El pequeño mozo de cuadra sonreía de oreja a oreja; posiblemente jamás había saboreado una tarta de miel en toda su vida. Rüdiger no tardó en hacer acto de presencia en la habitación. Aunque en los pasillos del castillo reinaba la oscuridad, no se había hecho con una antorcha: seguro que se había escabullido sin que su señor lo notara. Gerlin lo abrazó y Dietrich lo saludó con más afecto del que cabía esperar a tenor de las circunstancias que habían rodeado la despedida de Roland.
Los meses transcurridos le habían sentado bien: Rüdiger había crecido y se había vuelto más fuerte. Por lo visto, Roland era un excelente maestro armero: ninguno de los donceles de Lauenstein estaba tan bien alimentado ni era tan musculoso. Florís hizo un comentario al respecto y Rüdiger se ruborizó… de orgullo, pero quizá también un poco avergonzado. Al fin y al cabo, su tarea principal consistía en espiar y estaba a punto de traicionar a su caballero. Salomon, que notó la incomodidad del muchacho, le dijo un par de palabras cordiales y le sirvió una copa de vino. Desde el incidente durante el combate de exhibición sentía cierto respeto por Rüdiger.
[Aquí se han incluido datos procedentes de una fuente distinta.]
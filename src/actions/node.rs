use crate::actions::editing;
use crate::app::{AppState, EditTarget};

pub fn add_child(app: &mut AppState) {
    let Some(parent_id) = app.selected_node_id.clone() else {
        app.set_message("No node selected");
        return;
    };

    match app.add_child(&parent_id, None) {
        Ok(id) => {
            app.selected_node_id = Some(id.clone());
            // Start with an empty buffer; confirming it empty keeps the default text
            editing::begin_edit(app, EditTarget::Node(id), String::new());
        }
        Err(e) => app.set_message(e.to_string()),
    }
}

pub fn delete_node(app: &mut AppState) {
    let Some(id) = app.selected_node_id.clone() else {
        return;
    };

    match app.delete_node(&id) {
        Ok(count) => app.set_message(format!("Deleted {} node(s)", count)),
        Err(e) => app.set_message(e.to_string()),
    }
}

pub fn cycle_color(app: &mut AppState, forward: bool) {
    let Some(id) = app.selected_node_id.clone() else {
        return;
    };

    match app.cycle_color(&id, forward) {
        Ok(color) => app.set_message(format!("Colour: {}", color.as_str())),
        Err(e) => app.set_message(e.to_string()),
    }
}

pub fn mark_for_move(app: &mut AppState) {
    let Some(node) = app.selected_node() else {
        return;
    };
    if node.is_root() {
        app.set_message("The root node cannot be moved");
        return;
    }

    let (id, content) = (node.id.clone(), node.content.clone());
    app.move_source = Some(id);
    app.set_message(format!("Marked \"{}\"; select a new parent and press p", content));
}

pub fn move_marked_here(app: &mut AppState) {
    let Some(source) = app.move_source.clone() else {
        app.set_message("Mark a node with x first");
        return;
    };
    let Some(target) = app.selected_node_id.clone() else {
        return;
    };

    match app.move_node(&source, &target) {
        Ok(()) => {
            app.move_source = None;
            app.selected_node_id = Some(source);
            app.set_message("Node moved");
        }
        // Keep the mark so another parent can be tried
        Err(e) => app.set_message(e.to_string()),
    }
}

#[cfg(test)]
mod tests {
    use super::*;
    use crate::app::AppMode;
    use crate::config::AppConfig;
    use crate::model::{ThemeColor, DEFAULT_NODE_CONTENT};
    use crate::store::MindMapStore;

    fn create_test_app() -> AppState {
        let mut app = AppState::new(AppConfig::default(), MindMapStore::in_memory());
        app.ensure_current_map();
        app
    }

    #[test]
    fn test_add_child_enters_editing_and_selects() {
        let mut app = create_test_app();
        let root = app.root_id().unwrap();

        add_child(&mut app);

        let selected = app.selected_node().unwrap();
        assert_eq!(selected.parent_id.as_deref(), Some(root.as_str()));
        assert_eq!(selected.content, DEFAULT_NODE_CONTENT);
        assert!(matches!(app.mode, AppMode::Editing { ref buffer, .. } if buffer.is_empty()));
    }

    #[test]
    fn test_delete_root_shows_message() {
        let mut app = create_test_app();
        delete_node(&mut app);

        assert_eq!(app.current_map().unwrap().nodes.len(), 1);
        assert!(app.message.as_deref().unwrap().contains("root"));
    }

    #[test]
    fn test_cycle_color() {
        let mut app = create_test_app();
        let before = app.selected_node().unwrap().color;

        cycle_color(&mut app, true);
        assert_eq!(app.selected_node().unwrap().color, before.next());
        cycle_color(&mut app, false);
        assert_eq!(app.selected_node().unwrap().color, before);
        assert_eq!(before, ThemeColor::Ocean);
    }

    #[test]
    fn test_mark_and_move() {
        let mut app = create_test_app();
        let root = app.root_id().unwrap();
        let a = app.add_child(&root, Some("A")).unwrap();
        let b = app.add_child(&root, Some("B")).unwrap();

        app.selected_node_id = Some(root.clone());
        mark_for_move(&mut app);
        assert!(app.move_source.is_none());

        app.selected_node_id = Some(b.clone());
        mark_for_move(&mut app);
        app.selected_node_id = Some(a.clone());
        move_marked_here(&mut app);

        assert!(app.move_source.is_none());
        let moved = app.current_map().unwrap().get_node(&b).unwrap();
        assert_eq!(moved.parent_id, Some(a));
    }

    #[test]
    fn test_move_under_itself_keeps_mark() {
        let mut app = create_test_app();
        let root = app.root_id().unwrap();
        let a = app.add_child(&root, Some("A")).unwrap();

        app.selected_node_id = Some(a.clone());
        mark_for_move(&mut app);
        move_marked_here(&mut app);

        assert_eq!(app.move_source, Some(a));
        assert!(app.message.is_some());
    }
}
—Un día —le había comentado a Gerlin—, Dietrich debería incluir la lanza de san Jorge en su blasón.
Rüdiger estaba sediento y bebió apresuradamente, pero parecía inquieto, pese a que Roland no podía tener inconveniente en que visitara a su hermana.
No obstante, Gerlin decidió ir al grano de inmediato.
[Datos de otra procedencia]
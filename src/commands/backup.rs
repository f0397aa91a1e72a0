//! 备份相关命令

use super::{require_dir, resolve_master};
use crate::config::{BackupDestination, BackupSettings, BackupStatus};
use crate::core::{collision, compare_counts, BackupReport, FolderComparisonResult};
use crate::AppState;
use serde::Serialize;
use std::path::{Path, PathBuf};

/// 单个备份位置的执行结果
#[derive(Debug, Serialize)]
#[serde(rename_all = "camelCase")]
pub struct DestinationSummary {
    pub path: String,
    pub status: BackupStatus,
    pub report: Option<BackupReport>,
    pub error: Option<String>,
}

/// 单个备份位置的浅层校验结果
#[derive(Debug, Serialize)]
#[serde(rename_all = "camelCase")]
pub struct CheckSummary {
    pub path: String,
    pub result: Option<FolderComparisonResult>,
    pub error: Option<String>,
}

/// 命令行指定了备份位置时使用这些位置，否则使用配置中的位置
fn resolve_destinations(
    dests: Vec<String>,
    encrypt: bool,
    settings: &BackupSettings,
) -> (Vec<BackupDestination>, bool) {
    if dests.is_empty() {
        (settings.backup_locations.clone(), true)
    } else {
        let destinations = dests
            .into_iter()
            .map(|path| BackupDestination::new(path, encrypt))
            .collect();
        (destinations, false)
    }
}

fn save_statuses(
    settings: &mut BackupSettings,
    destinations: &[BackupDestination],
    state: &AppState,
) -> Result<(), String> {
    for destination in destinations {
        if let Some(location) = settings.find_location_mut(&destination.path) {
            location.status = destination.status;
        }
    }
    settings
        .save(&state.config_dir)
        .map_err(|e| format!("保存配置失败: {}", e))
}

/// 把主目录备份到所有备份位置
pub async fn start_backup(
    master: Option<String>,
    dests: Vec<String>,
    encrypt: bool,
    state: &AppState,
) -> Result<Vec<DestinationSummary>, String> {
    let mut settings = BackupSettings::load(&state.config_dir);
    let master = resolve_master(master, &settings)?;
    let (mut destinations, from_settings) = resolve_destinations(dests, encrypt, &settings);

    if destinations.is_empty() {
        return Err("没有可用的备份位置".to_string());
    }

    require_dir("主目录", &master)?;
    for destination in &destinations {
        require_dir("备份位置", Path::new(&destination.path))?;
    }

    let paths: Vec<PathBuf> = destinations.iter().map(|d| PathBuf::from(&d.path)).collect();
    collision::validate(&master, &paths).map_err(|e| e.to_string())?;

    for destination in destinations.iter_mut() {
        destination.status = BackupStatus::Processing;
    }
    if from_settings {
        save_statuses(&mut settings, &destinations, state)?;
    }

    let outcomes = state.engine().run_all(&master, &destinations).await;

    let mut summaries = Vec::with_capacity(outcomes.len());
    for (destination, outcome) in destinations.iter_mut().zip(outcomes) {
        let (status, report, error) = match outcome.result {
            Ok(report) => (BackupStatus::Ok, Some(report), None),
            Err(e) => (BackupStatus::Failed, None, Some(e.to_string())),
        };
        destination.status = status;
        summaries.push(DestinationSummary {
            path: destination.path.clone(),
            status,
            report,
            error,
        });
    }

    if from_settings {
        save_statuses(&mut settings, &destinations, state)?;
    }

    Ok(summaries)
}

/// 浅层校验：只比较文件数和目录数
pub async fn check_backups(
    master: Option<String>,
    dests: Vec<String>,
    state: &AppState,
) -> Result<Vec<CheckSummary>, String> {
    let settings = BackupSettings::load(&state.config_dir);
    let master = resolve_master(master, &settings)?;
    let (destinations, _) = resolve_destinations(dests, false, &settings);

    require_dir("主目录", &master)?;

    let mut summaries = Vec::with_capacity(destinations.len());
    for destination in destinations {
        let outcome = compare_counts(&master, Path::new(&destination.path)).await;
        let (result, error) = match outcome {
            Ok(result) => (Some(result), None),
            Err(e) => (None, Some(e.to_string())),
        };
        summaries.push(CheckSummary {
            path: destination.path,
            result,
            error,
        });
    }

    Ok(summaries)
}

/// 只做路径冲突检查
pub fn validate_paths(master: String, dests: Vec<String>) -> Result<(), String> {
    collision::validate(Path::new(&master), &dests).map_err(|e| e.to_string())
}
—¿Cuál es el auténtico motivo de la presencia de tu intachable señor y los suyos? —preguntó—. ¡Es evidente que el asunto de los colonos solo es un pretexto!
Rüdiger asintió.
—¡Pero un pretexto bienvenido! —respondió—. Es verdad que hemos venido por orden del obispo, aunque en realidad ignoraba la presencia de los colonos en el Frankenwald. El verdadero motivo es que en las últimas semanas la gente de las aldeas de Sonnenberg y de Pressig venían quejándose de constantes ataques… y el obispo creyó que… bien, para ser exactos, Roland lo… convenció de que los acontecimientos se desarrollaban en vuestras tierras.
—Vaya, ¿ahora son nuestras tierras? —preguntó Florís con sorna.
—¿Qué ataques son esos? —quiso saber Dietrich.
Rüdiger se frotó la nariz y Gerlin sonrió. Hacía un instante su hermano parecía muy adulto y varonil, pero ese característico ademán le confería un aspecto infantil.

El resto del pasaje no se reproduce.